_EXERCISE PROMPT_. Write out, word for word, the first line of the data below and every line after it through the one containing "use crate::models::RecordSet;".

Saved entries
****

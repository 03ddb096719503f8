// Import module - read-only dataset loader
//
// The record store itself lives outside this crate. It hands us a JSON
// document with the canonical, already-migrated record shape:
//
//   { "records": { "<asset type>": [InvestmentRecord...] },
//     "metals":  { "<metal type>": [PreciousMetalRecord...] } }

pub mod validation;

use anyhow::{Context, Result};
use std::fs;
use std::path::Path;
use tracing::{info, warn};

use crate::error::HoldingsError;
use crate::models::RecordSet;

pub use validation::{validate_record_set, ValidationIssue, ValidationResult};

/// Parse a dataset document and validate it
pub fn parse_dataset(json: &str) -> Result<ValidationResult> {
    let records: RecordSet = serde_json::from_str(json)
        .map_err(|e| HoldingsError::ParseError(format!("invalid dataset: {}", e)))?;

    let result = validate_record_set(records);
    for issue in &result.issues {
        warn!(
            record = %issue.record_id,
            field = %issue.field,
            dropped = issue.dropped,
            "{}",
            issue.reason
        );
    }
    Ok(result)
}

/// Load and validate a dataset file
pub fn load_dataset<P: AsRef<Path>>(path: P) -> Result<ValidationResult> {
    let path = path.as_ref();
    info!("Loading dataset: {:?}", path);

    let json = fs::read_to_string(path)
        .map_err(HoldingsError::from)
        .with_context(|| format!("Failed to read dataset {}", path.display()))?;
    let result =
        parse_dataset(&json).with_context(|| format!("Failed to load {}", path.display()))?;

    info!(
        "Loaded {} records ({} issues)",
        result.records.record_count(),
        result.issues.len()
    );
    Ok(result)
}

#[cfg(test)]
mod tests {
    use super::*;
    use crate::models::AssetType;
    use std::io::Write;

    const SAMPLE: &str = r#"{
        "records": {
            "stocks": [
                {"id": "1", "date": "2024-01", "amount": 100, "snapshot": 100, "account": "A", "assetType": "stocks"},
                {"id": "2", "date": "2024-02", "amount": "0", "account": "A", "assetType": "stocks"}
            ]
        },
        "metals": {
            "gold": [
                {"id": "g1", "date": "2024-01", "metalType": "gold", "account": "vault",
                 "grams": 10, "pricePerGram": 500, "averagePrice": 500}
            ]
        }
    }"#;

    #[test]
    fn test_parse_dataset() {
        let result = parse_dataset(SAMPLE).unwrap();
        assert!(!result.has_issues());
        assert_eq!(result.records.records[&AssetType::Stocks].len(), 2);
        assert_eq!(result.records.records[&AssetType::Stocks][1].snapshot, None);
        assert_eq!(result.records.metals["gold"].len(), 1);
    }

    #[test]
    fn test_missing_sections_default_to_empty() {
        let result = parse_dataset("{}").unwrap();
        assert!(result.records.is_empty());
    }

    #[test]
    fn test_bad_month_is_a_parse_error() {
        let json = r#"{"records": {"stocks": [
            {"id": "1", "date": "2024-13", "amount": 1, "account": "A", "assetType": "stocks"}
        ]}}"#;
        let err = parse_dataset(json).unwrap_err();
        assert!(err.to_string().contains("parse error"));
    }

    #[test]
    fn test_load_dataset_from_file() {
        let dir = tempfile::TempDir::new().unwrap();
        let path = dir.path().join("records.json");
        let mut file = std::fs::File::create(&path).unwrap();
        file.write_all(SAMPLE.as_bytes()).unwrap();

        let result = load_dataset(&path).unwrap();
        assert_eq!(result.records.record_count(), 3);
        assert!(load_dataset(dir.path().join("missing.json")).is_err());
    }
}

****

_OUTPUT OF THE TASK_.
repository 03ddb096719503f8
// Import module - read-only dataset loader
//
// The record store itself lives outside this crate. It hands us a JSON
// document with the canonical, already-migrated record shape:
//
//   { "records": { "<asset type>": [InvestmentRecord...] },
//     "metals":  { "<metal type>": [PreciousMetalRecord...] } }

pub mod validation;

use anyhow::{Context, Result};
use std::fs;
use std::path::Path;
use tracing::{info, warn};

use crate::error::HoldingsError;
use crate::models::RecordSet;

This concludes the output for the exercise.